Start of SUPPLIED RECORDS
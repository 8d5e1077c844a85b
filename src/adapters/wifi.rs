//! WiFi station-mode adapter.
//!
//! Implements [`NetworkPort`], the hexagonal boundary for network
//! connectivity.  Link changes reported by the network stack are pushed
//! into [`LINK_EVENTS`](crate::events::LINK_EVENTS) from the event-loop
//! callbacks and drained by the main loop.
//!
//! ## cfg gating
//!
//! - **`target_os = "espidf"`**: real ESP-IDF WiFi driver calls via `esp_idf_svc::wifi`.
//! - **all other targets**: simulation stubs for host-side tests.
//!
//! ## Static restore
//!
//! With an assignment the station netif is swapped for one with a fixed
//! address, gateway, mask and the configured DNS pair; without one the
//! default DHCP client netif is used.

use std::net::Ipv4Addr;

use log::{info, warn};

use crate::app::ports::{NetworkAssignment, NetworkError, NetworkPort};
use crate::config::NodeConfig;
use crate::events::{self, LinkEvent};

#[cfg(target_os = "espidf")]
use esp_idf_svc::{
    eventloop::{EspSubscription, EspSystemEventLoop, System},
    hal::modem::Modem,
    ipv4::{
        ClientConfiguration as IpClientConfiguration, ClientSettings as IpClientSettings,
        Configuration as IpConfiguration, Mask, Subnet,
    },
    netif::{EspNetif, IpEvent, NetifConfiguration},
    nvs::EspDefaultNvsPartition,
    sys::EspError,
    wifi::{AuthMethod, ClientConfiguration, Configuration, EspWifi, WifiEvent},
};

/// Dotted mask for a prefix length, e.g. 24 → 255.255.255.0.
pub fn prefix_to_mask(bits: u8) -> Ipv4Addr {
    let bits = u32::from(bits.min(32));
    let raw = if bits == 0 { 0 } else { u32::MAX << (32 - bits) };
    Ipv4Addr::from(raw)
}

// ───────────────────────────────────────────────────────────────
// ESP-IDF adapter
// ───────────────────────────────────────────────────────────────

#[cfg(target_os = "espidf")]
pub struct WifiAdapter {
    wifi: EspWifi<'static>,
    ssid: String,
    password: String,
    dns: (Ipv4Addr, Ipv4Addr),
    _wifi_events: EspSubscription<'static, System>,
    _ip_events: EspSubscription<'static, System>,
}

#[cfg(target_os = "espidf")]
fn driver(e: EspError) -> NetworkError {
    NetworkError::DriverFailed(e.code())
}

#[cfg(target_os = "espidf")]
impl WifiAdapter {
    pub fn new(
        modem: Modem,
        sysloop: EspSystemEventLoop,
        nvs: Option<EspDefaultNvsPartition>,
        config: &NodeConfig,
    ) -> Result<Self, NetworkError> {
        let wifi = EspWifi::new(modem, sysloop.clone(), nvs).map_err(driver)?;

        // Callbacks only enqueue; the main loop does the work.
        let wifi_events = sysloop
            .subscribe::<WifiEvent, _>(|event| match event {
                WifiEvent::StaConnected(..) => {
                    events::push_link_event(LinkEvent::Up);
                }
                WifiEvent::StaDisconnected(..) => {
                    events::push_link_event(LinkEvent::Down);
                }
                _ => {}
            })
            .map_err(driver)?;
        let ip_events = sysloop
            .subscribe::<IpEvent, _>(|event| match event {
                IpEvent::DhcpIpAssigned(..) => {
                    events::push_link_event(LinkEvent::GotAddress);
                }
                IpEvent::DhcpIpDeassigned(..) => {
                    events::push_link_event(LinkEvent::LostAddress);
                }
                _ => {}
            })
            .map_err(driver)?;

        Ok(Self {
            wifi,
            ssid: config.ssid.clone(),
            password: config.password.clone(),
            dns: (config.primary_dns(), config.secondary_dns()),
            _wifi_events: wifi_events,
            _ip_events: ip_events,
        })
    }

    fn netif_configuration(
        &self,
        assignment: Option<&NetworkAssignment>,
    ) -> Result<NetifConfiguration, NetworkError> {
        let Some(a) = assignment else {
            return Ok(NetifConfiguration::wifi_default_client());
        };
        let mask = Mask::try_from(a.mask).map_err(|_| NetworkError::InvalidAssignment)?;
        Ok(NetifConfiguration {
            ip_configuration: Some(IpConfiguration::Client(IpClientConfiguration::Fixed(
                IpClientSettings {
                    ip: a.address,
                    subnet: Subnet {
                        gateway: a.gateway,
                        mask,
                    },
                    dns: Some(self.dns.0),
                    secondary_dns: Some(self.dns.1),
                },
            ))),
            ..NetifConfiguration::wifi_default_client()
        })
    }

    fn client_configuration(&self) -> Result<Configuration, NetworkError> {
        Ok(Configuration::Client(ClientConfiguration {
            ssid: self
                .ssid
                .as_str()
                .try_into()
                .map_err(|_| NetworkError::NoCredentials)?,
            password: self
                .password
                .as_str()
                .try_into()
                .map_err(|_| NetworkError::NoCredentials)?,
            auth_method: if self.password.is_empty() {
                AuthMethod::None
            } else {
                AuthMethod::WPA2Personal
            },
            ..Default::default()
        }))
    }
}

#[cfg(target_os = "espidf")]
impl NetworkPort for WifiAdapter {
    fn begin(
        &mut self,
        hostname: &str,
        assignment: Option<&NetworkAssignment>,
    ) -> Result<(), NetworkError> {
        if self.ssid.is_empty() {
            return Err(NetworkError::NoCredentials);
        }
        if self.wifi.is_started().unwrap_or(false) {
            let _ = self.wifi.stop();
        }

        let netif = EspNetif::new_with_conf(&self.netif_configuration(assignment)?).map_err(driver)?;
        self.wifi.swap_netif_sta(netif).map_err(driver)?;
        if let Err(e) = self.wifi.sta_netif_mut().set_hostname(hostname) {
            warn!("WiFi: hostname '{}' rejected: {}", hostname, e);
        }

        let client = self.client_configuration()?;
        self.wifi.set_configuration(&client).map_err(driver)?;
        self.wifi.start().map_err(driver)?;
        self.wifi.connect().map_err(driver)?;
        info!("WiFi: associating with '{}' as '{}'", self.ssid, hostname);
        Ok(())
    }

    fn is_connected(&self) -> bool {
        self.wifi.is_up().unwrap_or(false)
    }

    fn restart_radio(&mut self) -> Result<(), NetworkError> {
        let _ = self.wifi.disconnect();
        let _ = self.wifi.stop();
        self.wifi.start().map_err(driver)?;
        self.wifi.connect().map_err(driver)?;
        info!("WiFi: radio restarted");
        Ok(())
    }

    fn assignment(&self) -> Option<NetworkAssignment> {
        let info = self.wifi.sta_netif().get_ip_info().ok()?;
        if info.ip.is_unspecified() {
            return None;
        }
        Some(NetworkAssignment {
            address: info.ip,
            gateway: info.subnet.gateway,
            mask: prefix_to_mask(info.subnet.mask.0),
        })
    }

    fn mac_address(&self) -> [u8; 6] {
        self.wifi
            .sta_netif()
            .get_mac()
            .unwrap_or_else(|_| crate::adapters::device_id::read_mac())
    }

    fn poll_link_event(&mut self) -> Option<LinkEvent> {
        events::pop_link_event()
    }
}

// ───────────────────────────────────────────────────────────────
// Simulation adapter
// ───────────────────────────────────────────────────────────────

/// Host stand-in: associates instantly and hands out a fixed DHCP lease.
#[cfg(not(target_os = "espidf"))]
pub struct WifiAdapter {
    ssid: String,
    hostname: String,
    connected: bool,
    assignment: Option<NetworkAssignment>,
    begins: u32,
}

#[cfg(not(target_os = "espidf"))]
impl WifiAdapter {
    /// Lease handed out when no assignment is restored.
    pub const SIM_LEASE: NetworkAssignment = NetworkAssignment {
        address: Ipv4Addr::new(192, 168, 4, 2),
        gateway: Ipv4Addr::new(192, 168, 4, 1),
        mask: Ipv4Addr::new(255, 255, 255, 0),
    };

    pub fn new(config: &NodeConfig) -> Self {
        Self {
            ssid: config.ssid.clone(),
            hostname: String::new(),
            connected: false,
            assignment: None,
            begins: 0,
        }
    }

    pub fn hostname(&self) -> &str {
        &self.hostname
    }

    pub fn begins(&self) -> u32 {
        self.begins
    }

    /// Simulate the access point dropping the station.
    pub fn drop_link(&mut self) {
        self.connected = false;
        events::push_link_event(LinkEvent::Down);
    }
}

#[cfg(not(target_os = "espidf"))]
impl NetworkPort for WifiAdapter {
    fn begin(
        &mut self,
        hostname: &str,
        assignment: Option<&NetworkAssignment>,
    ) -> Result<(), NetworkError> {
        if self.ssid.is_empty() {
            return Err(NetworkError::NoCredentials);
        }
        self.begins += 1;
        self.hostname = hostname.to_string();
        self.assignment = Some(assignment.copied().unwrap_or(Self::SIM_LEASE));
        self.connected = true;
        info!("WiFi(sim): connected to '{}' as '{}'", self.ssid, hostname);
        Ok(())
    }

    fn is_connected(&self) -> bool {
        self.connected
    }

    fn restart_radio(&mut self) -> Result<(), NetworkError> {
        warn!("WiFi(sim): radio restart");
        self.connected = true;
        Ok(())
    }

    fn assignment(&self) -> Option<NetworkAssignment> {
        if self.connected { self.assignment } else { None }
    }

    fn mac_address(&self) -> [u8; 6] {
        crate::adapters::device_id::read_mac()
    }

    fn poll_link_event(&mut self) -> Option<LinkEvent> {
        events::pop_link_event()
    }
}

// ───────────────────────────────────────────────────────────────
// Tests
// ───────────────────────────────────────────────────────────────
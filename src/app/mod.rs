//! Application core: pure domain logic, zero I/O.
//!
//! This module contains the node lifecycle: network acquisition and
//! supervision, the multicast command protocol, and over-the-air updates.
//! All interaction with hardware happens through **port traits** defined
//! in [`ports`], keeping this layer fully testable without real peripherals.

pub mod commands;
pub mod components;
pub mod config_store;
pub mod connectivity;
pub mod ota;
pub mod ports;
pub mod protocol;
pub mod service;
End of SUPPLIED RECORDS
**INSTRUCTIONS FOR THE TASK**
Search the listing above for the word "adapters", and copy every line that has it.

**OUTPUT BELOW**
filename src/adapters/wifi.rs
            .unwrap_or_else(|_| crate::adapters::device_id::read_mac())
        crate::adapters::device_id::read_mac()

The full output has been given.